Attacking cloud-enabled storage systems is becoming increasingly lucrative as more personal and enterprise data moves to the cloud. Traditional security mechanisms may temporarily limit such attacks, but over a long period of time attackers will eventually find vulnerabilities; this can lead to compromising large amounts of valuable data and thus largescale privacy breaches. This paper addresses this problem by incorporating proactive security guarantees into cloud-enabled storage systems. Proactively secure protocols and systems deal with an adversary’s ability to eventually compromise all involved servers in a distributed storage or computation.

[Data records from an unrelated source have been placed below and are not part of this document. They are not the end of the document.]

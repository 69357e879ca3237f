//! Session state shared by every engine: identity, known peers, pairwise secrets,
//! the outbound sequence counter, per-peer ID counters and the in-memory chat log.
//!
//! Each structure sits behind its own lock and no method holds two locks at once.

use std::collections::{HashMap, VecDeque};
use std::sync::atomic::{AtomicU16, Ordering};
use std::sync::{Mutex, MutexGuard, PoisonError};

use crate::dh::{should_initiate, KeyAgreement, Role, SharedKey};
use crate::event::Direction;
use crate::protocol::{ExchangeStep, PeerId};

/// Heartbeat ticks a peer survives without a pulse.
pub const DEFAULT_PEER_TTL: u8 = 5;

/// Inbound message IDs remembered per peer for duplicate suppression.
const RECENT_INBOUND: usize = 256;

#[derive(Debug, Clone)]
pub struct LocalIdentity {
    pub id: PeerId,
    pub name: String,
    pub level: u8,
}

/// A known remote peer.
#[derive(Debug)]
pub struct Peer {
    pub id: PeerId,
    pub name: String,
    pub level: u8,
    pub ttl: u8,
    pub agreement: Option<KeyAgreement>,
    recent_inbound: VecDeque<u16>,
}

impl Peer {
    fn new(id: PeerId, name: String, level: u8, ttl: u8) -> Self {
        Self {
            id,
            name,
            level,
            ttl,
            agreement: None,
            recent_inbound: VecDeque::new(),
        }
    }

    /// Forget which inbound message IDs were seen. Used when the pairwise secret is renewed.
    pub fn clear_inbound(&mut self) {
        self.recent_inbound.clear();
    }
}

/// Outbound ID counters for one peer. Kept across expiry so a rejoining peer never sees a
/// reused message or file ID from us.
#[derive(Debug, Default, Clone, Copy)]
struct Counters {
    message: u16,
    file: u8,
}

/// Read-only snapshot of a peer for collaborators.
#[derive(Debug, Clone, PartialEq, Eq)]
pub struct PeerInfo {
    pub id: PeerId,
    pub name: String,
    pub level: u8,
    pub ttl: u8,
    pub has_secret: bool,
}

#[derive(Debug, Clone, Copy, PartialEq, Eq)]
pub enum Upsert {
    Discovered,
    Refreshed,
}

#[derive(Debug, Clone, PartialEq, Eq)]
pub struct HistoryEntry {
    pub direction: Direction,
    pub message_id: u16,
    pub text: String,
    pub delivered: bool,
}

#[derive(Debug, Clone, PartialEq, Eq)]
pub struct GlobalEntry {
    pub peer: PeerId,
    pub text: String,
}

#[derive(Default)]
struct ChatLog {
    private: HashMap<PeerId, Vec<HistoryEntry>>,
    global: Vec<GlobalEntry>,
}

pub struct Session {
    identity: LocalIdentity,
    peer_ttl: u8,
    sequence: AtomicU16,
    peers: Mutex<HashMap<PeerId, Peer>>,
    secrets: Mutex<HashMap<PeerId, SharedKey>>,
    counters: Mutex<HashMap<PeerId, Counters>>,
    log: Mutex<ChatLog>,
}

fn lock<T>(m: &Mutex<T>) -> MutexGuard<'_, T> {
    m.lock().unwrap_or_else(PoisonError::into_inner)
}

impl Session {
    pub fn new(identity: LocalIdentity, peer_ttl: u8) -> Self {
        Self {
            identity,
            peer_ttl: peer_ttl.max(1),
            sequence: AtomicU16::new(0),
            peers: Mutex::new(HashMap::new()),
            secrets: Mutex::new(HashMap::new()),
            counters: Mutex::new(HashMap::new()),
            log: Mutex::new(ChatLog::default()),
        }
    }

    pub fn identity(&self) -> &LocalIdentity {
        &self.identity
    }

    pub fn local_id(&self) -> PeerId {
        self.identity.id
    }

    /// Next outbound sequence number. Shared by every packet type; wraps at 2^16.
    pub fn next_sequence_number(&self) -> u16 {
        self.sequence.fetch_add(1, Ordering::AcqRel)
    }

    pub fn known_peers(&self) -> Vec<PeerInfo> {
        let peers: Vec<(PeerId, String, u8, u8)> = lock(&self.peers)
            .values()
            .map(|p| (p.id, p.name.clone(), p.level, p.ttl))
            .collect();
        let secrets = lock(&self.secrets);
        let mut out: Vec<PeerInfo> = peers
            .into_iter()
            .map(|(id, name, level, ttl)| PeerInfo {
                id,
                name,
                level,
                ttl,
                has_secret: secrets.contains_key(&id),
            })
            .collect();
        out.sort_by_key(|p| p.id);
        out
    }

    pub fn is_known(&self, id: PeerId) -> bool {
        lock(&self.peers).contains_key(&id)
    }

    /// Reset the TTL of a known peer, or create it.
    pub fn upsert_peer(&self, id: PeerId, name: &str, level: u8) -> Upsert {
        let mut peers = lock(&self.peers);
        match peers.get_mut(&id) {
            Some(peer) => {
                peer.ttl = self.peer_ttl;
                peer.level = level;
                if peer.name != name {
                    peer.name = name.to_string();
                }
                Upsert::Refreshed
            }
            None => {
                peers.insert(id, Peer::new(id, name.to_string(), level, self.peer_ttl));
                Upsert::Discovered
            }
        }
    }

    /// Decrement every TTL by one. Peers reaching zero are removed together with their
    /// secret; their IDs are returned so the caller can signal the expiry once.
    pub fn age_all_peers(&self) -> Vec<PeerId> {
        let expired: Vec<PeerId> = {
            let mut peers = lock(&self.peers);
            for peer in peers.values_mut() {
                peer.ttl = peer.ttl.saturating_sub(1);
            }
            let mut gone: Vec<PeerId> = peers
                .values()
                .filter(|p| p.ttl == 0)
                .map(|p| p.id)
                .collect();
            gone.sort();
            for id in &gone {
                peers.remove(id);
            }
            gone
        };
        if !expired.is_empty() {
            let mut secrets = lock(&self.secrets);
            for id in &expired {
                secrets.remove(id);
            }
        }
        expired
    }

    pub fn secret_for(&self, peer: PeerId) -> Option<SharedKey> {
        lock(&self.secrets).get(&peer).copied()
    }

    pub fn install_secret(&self, peer: PeerId, key: SharedKey) {
        lock(&self.secrets).insert(peer, key);
    }

    /// Drop the secret for `peer`. Returns whether one was held.
    pub fn remove_secret(&self, peer: PeerId) -> bool {
        lock(&self.secrets).remove(&peer).is_some()
    }

    /// Run `f` against a known peer under the peer-table lock.
    pub fn with_peer<R>(&self, id: PeerId, f: impl FnOnce(&mut Peer) -> R) -> Option<R> {
        lock(&self.peers).get_mut(&id).map(f)
    }

    /// Next message ID towards a known peer. Continues where it left off if the peer
    /// expired and came back.
    pub fn next_message_id(&self, peer: PeerId) -> Option<u16> {
        if !self.is_known(peer) {
            return None;
        }
        let mut counters = lock(&self.counters);
        let c = counters.entry(peer).or_default();
        let id = c.message;
        c.message = c.message.wrapping_add(1);
        Some(id)
    }

    pub fn next_file_id(&self, peer: PeerId) -> Option<u8> {
        if !self.is_known(peer) {
            return None;
        }
        let mut counters = lock(&self.counters);
        let c = counters.entry(peer).or_default();
        let id = c.file;
        c.file = c.file.wrapping_add(1);
        Some(id)
    }

    /// Offers still awaiting a reply, for peers this node initiated with.
    pub fn outstanding_offers(&self) -> Vec<(PeerId, ExchangeStep)> {
        let peers = lock(&self.peers);
        let mut out: Vec<(PeerId, ExchangeStep)> = peers
            .values()
            .filter_map(|p| {
                let a = p.agreement.as_ref()?;
                (a.role() == Role::Initiator && !a.is_acknowledged()).then(|| (p.id, a.offer()))
            })
            .collect();
        out.sort_by_key(|(id, _)| *id);
        out
    }

    /// Known peers we must wait on for an offer but hold no secret with.
    pub fn peers_awaiting_offer(&self) -> Vec<PeerId> {
        let me = self.local_id();
        let mut candidates: Vec<PeerId> = lock(&self.peers)
            .keys()
            .copied()
            .filter(|id| !should_initiate(me, *id))
            .collect();
        let secrets = lock(&self.secrets);
        candidates.retain(|id| !secrets.contains_key(id));
        candidates.sort();
        candidates
    }

    /// Record an inbound message ID. Returns `false` if it was seen recently.
    pub fn note_inbound_message(&self, peer: PeerId, message_id: u16) -> bool {
        self.with_peer(peer, |p| {
            if p.recent_inbound.contains(&message_id) {
                return false;
            }
            if p.recent_inbound.len() == RECENT_INBOUND {
                p.recent_inbound.pop_front();
            }
            p.recent_inbound.push_back(message_id);
            true
        })
        .unwrap_or(false)
    }

    pub fn record_outbound(&self, peer: PeerId, message_id: u16, text: &str) {
        self.push_history(
            peer,
            HistoryEntry {
                direction: Direction::Outgoing,
                message_id,
                text: text.to_string(),
                delivered: false,
            },
        );
    }

    pub fn record_inbound(&self, peer: PeerId, message_id: u16, text: &str) {
        self.push_history(
            peer,
            HistoryEntry {
                direction: Direction::Incoming,
                message_id,
                text: text.to_string(),
                delivered: true,
            },
        );
    }

    fn push_history(&self, peer: PeerId, entry: HistoryEntry) {
        lock(&self.log).private.entry(peer).or_default().push(entry);
    }

    /// Flag the newest outbound entry with this ID as delivered.
    pub fn mark_delivered(&self, peer: PeerId, message_id: u16) -> bool {
        let mut log = lock(&self.log);
        let Some(entries) = log.private.get_mut(&peer) else {
            return false;
        };
        match entries
            .iter_mut()
            .rev()
            .find(|e| e.direction == Direction::Outgoing && e.message_id == message_id)
        {
            Some(entry) => {
                entry.delivered = true;
                true
            }
            None => false,
        }
    }

    pub fn record_global(&self, peer: PeerId, text: &str) {
        lock(&self.log).global.push(GlobalEntry {
            peer,
            text: text.to_string(),
        });
    }

    pub fn chat_history(&self, peer: PeerId) -> Vec<HistoryEntry> {
        lock(&self.log)
            .private
            .get(&peer)
            .cloned()
            .unwrap_or_default()
    }

    pub fn global_history(&self) -> Vec<GlobalEntry> {
        lock(&self.log).global.clone()
    }
}

#[cfg(test)]
mod tests {
    use super::*;
    use std::sync::Arc;

    fn session(ttl: u8) -> Session {
        Session::new(
            LocalIdentity {
                id: PeerId(1),
                name: "me".into(),
                level: 1,
            },
            ttl,
        )
    }

    #[test]
    fn sequence_numbers_increase_and_wrap() {
        let s = session(3);
        assert_eq!(s.next_sequence_number(), 0);
        assert_eq!(s.next_sequence_number(), 1);
        s.sequence.store(u16::MAX, Ordering::Release);
        assert_eq!(s.next_sequence_number(), u16::MAX);
        assert_eq!(s.next_sequence_number(), 0);
    }

    #[test]
    fn concurrent_sequence_numbers_are_unique() {
        let s = Arc::new(session(3));
        let handles: Vec<_> = (0..4)
            .map(|_| {
                let s = s.clone();
                std::thread::spawn(move || {
                    (0..1000).map(|_| s.next_sequence_number()).collect::<Vec<_>>()
                })
            })
            .collect();
        let mut all: Vec<u16> = handles
            .into_iter()
            .flat_map(|h| h.join().unwrap())
            .collect();
        all.sort();
        all.dedup();
        assert_eq!(all.len(), 4000);
    }

    #[test]
    fn upsert_creates_then_refreshes() {
        let s = session(3);
        assert_eq!(s.upsert_peer(PeerId(2), "bob", 1), Upsert::Discovered);
        s.age_all_peers();
        assert_eq!(s.known_peers()[0].ttl, 2);
        assert_eq!(s.upsert_peer(PeerId(2), "bobby", 4), Upsert::Refreshed);
        let peers = s.known_peers();
        assert_eq!(peers.len(), 1);
        assert_eq!(peers[0].ttl, 3);
        assert_eq!(peers[0].name, "bobby");
        assert_eq!(peers[0].level, 4);
    }

    #[test]
    fn peer_expires_exactly_once() {
        let s = session(2);
        s.upsert_peer(PeerId(2), "bob", 1);
        s.install_secret(PeerId(2), SharedKey::render(4));
        assert!(s.age_all_peers().is_empty());
        assert_eq!(s.age_all_peers(), vec![PeerId(2)]);
        assert!(s.age_all_peers().is_empty());
        assert!(s.known_peers().is_empty());
        assert!(s.secret_for(PeerId(2)).is_none());
    }

    #[test]
    fn per_peer_counters_are_independent() {
        let s = session(3);
        s.upsert_peer(PeerId(2), "bob", 1);
        s.upsert_peer(PeerId(3), "cat", 1);
        assert_eq!(s.next_message_id(PeerId(2)), Some(0));
        assert_eq!(s.next_message_id(PeerId(2)), Some(1));
        assert_eq!(s.next_message_id(PeerId(3)), Some(0));
        assert_eq!(s.next_file_id(PeerId(2)), Some(0));
        assert_eq!(s.next_message_id(PeerId(9)), None);
    }

    #[test]
    fn counters_survive_expiry() {
        let s = session(1);
        s.upsert_peer(PeerId(2), "bob", 1);
        assert_eq!(s.next_message_id(PeerId(2)), Some(0));
        assert_eq!(s.next_file_id(PeerId(2)), Some(0));
        assert_eq!(s.age_all_peers(), vec![PeerId(2)]);
        assert_eq!(s.next_message_id(PeerId(2)), None);
        s.upsert_peer(PeerId(2), "bob", 1);
        assert_eq!(s.next_message_id(PeerId(2)), Some(1));
        assert_eq!(s.next_file_id(PeerId(2)), Some(1));
    }

    #[test]
    fn only_smaller_peers_without_secret_await_offers() {
        let s = Session::new(
            LocalIdentity {
                id: PeerId(5),
                name: "me".into(),
                level: 1,
            },
            3,
        );
        s.upsert_peer(PeerId(2), "a", 1);
        s.upsert_peer(PeerId(3), "b", 1);
        s.upsert_peer(PeerId(9), "c", 1);
        s.install_secret(PeerId(3), SharedKey::render(4));
        assert_eq!(s.peers_awaiting_offer(), vec![PeerId(2)]);
        assert!(s.remove_secret(PeerId(3)));
        assert!(!s.remove_secret(PeerId(3)));
        assert_eq!(s.peers_awaiting_offer(), vec![PeerId(2), PeerId(3)]);
    }

    #[test]
    fn inbound_duplicates_detected() {
        let s = session(3);
        s.upsert_peer(PeerId(2), "bob", 1);
        assert!(s.note_inbound_message(PeerId(2), 7));
        assert!(!s.note_inbound_message(PeerId(2), 7));
        assert!(s.note_inbound_message(PeerId(2), 8));
        s.with_peer(PeerId(2), Peer::clear_inbound);
        assert!(s.note_inbound_message(PeerId(2), 7));
    }

    #[test]
    fn history_tracks_delivery() {
        let s = session(3);
        s.record_outbound(PeerId(2), 0, "hi");
        s.record_inbound(PeerId(2), 5, "hey");
        assert!(s.mark_delivered(PeerId(2), 0));
        assert!(!s.mark_delivered(PeerId(2), 5));
        let h = s.chat_history(PeerId(2));
        assert_eq!(h.len(), 2);
        assert!(h[0].delivered);
        assert_eq!(h[1].direction, Direction::Incoming);
        assert!(s.chat_history(PeerId(3)).is_empty());
    }
}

While there are several proactively secure secret sharing protocols that can be used to improve confidentiality of data stored in the cloud, their high overhead has traditionally limited them to less than ten parties and to only 100s of bytes typical for cryptographic keys. Realizing proactively secure cloud storage for larger data (e.g, MBs) requires careful design and calibration of system parameters, and faces several challenges. In this paper we design, implement and assess performance of the first system for Proactively Secure Cloud-Enabled Storage (PiSCES) of data larger than cryptographic keys. Based on our practical performance results we advocate that the high level of resilience and long-term security and confidentiality guarantees enabled by proactive security should be considered in future distributed and cloud-based storage and computing services.